Edge channel transport in the InAs/GaSb topological insulating phase

Transport in InAs/GaSb heterostructures with different InAs layer thicknesses is studied using a six-terminal Hall bar geometry with a 2-$\mu$m edge channel length. For a sample with a 12-nm-thick InAs layer, nonlocal resistance measurements with various current/voltage contact configurations reveal that the transport is dominated by edge channels with a negligible bulk contribution. Systematic nonlocal measurements allow us to extract the resistance of individual edge channels, revealing sharp resistance fluctuations indicative of inelastic scattering. Our results show that the InAs/GaSb system can be tailored to have conducting edge channels while keeping a gap in the bulk region and provide a way of studying two-dimensional topological insulators even when quantized transport is absent.

Figure 1

Schematic illustrations of the samples: (a) cross-sectional view of the layer structure, (b) top view of the Hall bar, and (c) band profile along the growth direction.

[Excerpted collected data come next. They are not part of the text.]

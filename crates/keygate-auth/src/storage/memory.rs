//! In-memory identity storage.

use async_trait::async_trait;
use dashmap::DashMap;

use crate::AuthResult;

use super::identity::{IdentityProfile, IdentityRecord, IdentityStorage};

/// Identity storage backed by a concurrent in-process map.
///
/// `resolve` goes through the map's entry API, which locks the key's shard
/// for the duration of the insert-or-fetch, so concurrent first-seen
/// requests for the same subject converge to a single record.
///
/// Suitable for tests and single-process deployments; records do not
/// survive a restart.
#[derive(Debug, Default)]
pub struct InMemoryIdentityStorage {
    records: DashMap<(String, String), IdentityRecord>,
}

impl InMemoryIdentityStorage {
    /// Creates an empty store.
    #[must_use]
    pub fn new() -> Self {
        Self::default()
    }

    /// Number of records in the store.
    #[must_use]
    pub fn len(&self) -> usize {
        self.records.len()
    }

    /// Returns `true` if the store holds no records.
    #[must_use]
    pub fn is_empty(&self) -> bool {
        self.records.is_empty()
    }
}

#[async_trait]
impl IdentityStorage for InMemoryIdentityStorage {
    async fn find_by_subject(
        &self,
        issuer: &str,
        subject: &str,
    ) -> AuthResult<Option<IdentityRecord>> {
        let key = (issuer.to_string(), subject.to_string());
        Ok(self.records.get(&key).map(|r| r.clone()))
    }

    async fn resolve(
        &self,
        issuer: &str,
        subject: &str,
        profile: &IdentityProfile,
    ) -> AuthResult<IdentityRecord> {
        let key = (issuer.to_string(), subject.to_string());
        let record = self
            .records
            .entry(key)
            .or_insert_with(|| {
                tracing::info!(issuer, subject, "identity record created");
                IdentityRecord::new(issuer, subject).with_profile(profile)
            })
            .clone();
        Ok(record)
    }
}

#[cfg(test)]
mod tests {
    use std::sync::Arc;

    use super::*;

    #[tokio::test]
    async fn test_resolve_creates_once() {
        let store = InMemoryIdentityStorage::new();
        let profile = IdentityProfile {
            email: Some("user@example.com".to_string()),
        };

        let first = store.resolve("iss", "sub", &profile).await.unwrap();
        let second = store.resolve("iss", "sub", &profile).await.unwrap();

        assert_eq!(first.id, second.id);
        assert_eq!(first.email.as_deref(), Some("user@example.com"));
        assert_eq!(store.len(), 1);
    }

    #[tokio::test]
    async fn test_distinct_subjects_get_distinct_records() {
        let store = InMemoryIdentityStorage::new();
        let profile = IdentityProfile::default();

        let a = store.resolve("iss", "alice", &profile).await.unwrap();
        let b = store.resolve("iss", "bob", &profile).await.unwrap();
        let c = store.resolve("other-iss", "alice", &profile).await.unwrap();

        assert_ne!(a.id, b.id);
        assert_ne!(a.id, c.id);
        assert_eq!(store.len(), 3);
    }

    #[tokio::test]
    async fn test_find_by_subject() {
        let store = InMemoryIdentityStorage::new();
        let profile = IdentityProfile::default();

        assert!(store.find_by_subject("iss", "sub").await.unwrap().is_none());

        let created = store.resolve("iss", "sub", &profile).await.unwrap();
        let found = store.find_by_subject("iss", "sub").await.unwrap().unwrap();
        assert_eq!(found.id, created.id);
    }

    #[tokio::test]
    async fn test_concurrent_first_seen_converges() {
        let store = Arc::new(InMemoryIdentityStorage::new());

        let mut tasks = Vec::new();
        for _ in 0..16 {
            let store = Arc::clone(&store);
            tasks.push(tokio::spawn(async move {
                store
                    .resolve("iss", "race", &IdentityProfile::default())
                    .await
                    .unwrap()
            }));
        }

        let mut ids = Vec::new();
        for task in tasks {
            ids.push(task.await.unwrap().id);
        }

        ids.dedup();
        assert_eq!(ids.len(), 1);
        assert_eq!(store.len(), 1);
    }

    #[tokio::test]
    async fn test_profile_only_applied_on_creation() {
        let store = InMemoryIdentityStorage::new();

        let first = store
            .resolve(
                "iss",
                "sub",
                &IdentityProfile {
                    email: Some("first@example.com".to_string()),
                },
            )
            .await
            .unwrap();

        let second = store
            .resolve(
                "iss",
                "sub",
                &IdentityProfile {
                    email: Some("second@example.com".to_string()),
                },
            )
            .await
            .unwrap();

        assert_eq!(first.id, second.id);
        assert_eq!(second.email.as_deref(), Some("first@example.com"));
    }
}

Three samples with different InAs layer thicknesses ($w$ $=$ 10, 12, and 14 nm) were examined.

Figure 2

(a) Longitudinal resistance $R_{14,23}$ ($=V_{23}/I_{14}$) at 0.25 K as a function of $V_{\mathrm{FG}}$ for samples with different InAs thicknesses $w$. (b) Temperature dependence of $R_{xx}$ peaks plotted vs inverse temperature (1/$T$). Solid lines indicate fits to the high-temperature section of the data, which provide a crude estimate of the gap, $\Delta =0.5$ and 0.2 meV, for $w=10$ and 12 nm, respectively. (c)–(e) Schematic illustrations of energy band diagrams. The band overlap increases from (c) to (e). In (e), the region near the anticrossing is shown in an enlarged view (right).

Figure 3

(a) Effective circuit model describing edge transport in the topological insulating phase. Left and right panels represent current/voltage contact configurations for the nonlocal measurements in (b) and (c), respectively. See main text for details. Nonlocal resistances of the $w=12$ nm sample at 0.25 K as a function of $V_{\mathrm{FG}}$: (b) $R_{16,23}$ and $R_{16,34}$ and (c) $R_{65,23}$ and $R_{65,34}$. (d) Ratio between nonlocal resistances measured with adjacent voltage-probe pairs (2–3 and 3–4) at 0.25 K. The two traces show results for different current paths (1–6 and 6–5). (e) Magnified view of the data in the dashed rectangle in (d). (f) Similar measurements to those in (d) at 4.3 K.

Figure 4

Results of nonlocal measurements on the $w=12$ nm sample for various current/voltage contact configurations. In the gap region (gray area) corresponding to the the longitudinal $R_{\mathrm{xx}}$ peak, the ratios coincide with each other for all contact configurations.

Figure 5

(a) Resistances of individual edge channels deduced from nonlocal resistance measurements at 0.25 K. (b) Comparison of longitudinal resistance $R_{14,65}$ reconstructed from the individual channel resistances shown in (a) with that measured directly.

Figure 6

Nonlocal resistance $R_{32,45}$ as a function of $V_{\mathrm{FG}}$ for the $w$ $=$ 12 nm sample. The resistance was monitored at each $V_{\mathrm{FG}}$ for 60 s with a 1-s interval. The red curve represents the average taken at each $V_{\mathrm{FG}}$, and the vertical bars indicate the amplitude of the time-dependent fluctuation at each$V_{\mathrm{FG}}$. The dashed rectangle area in (a) is enlarged in (b).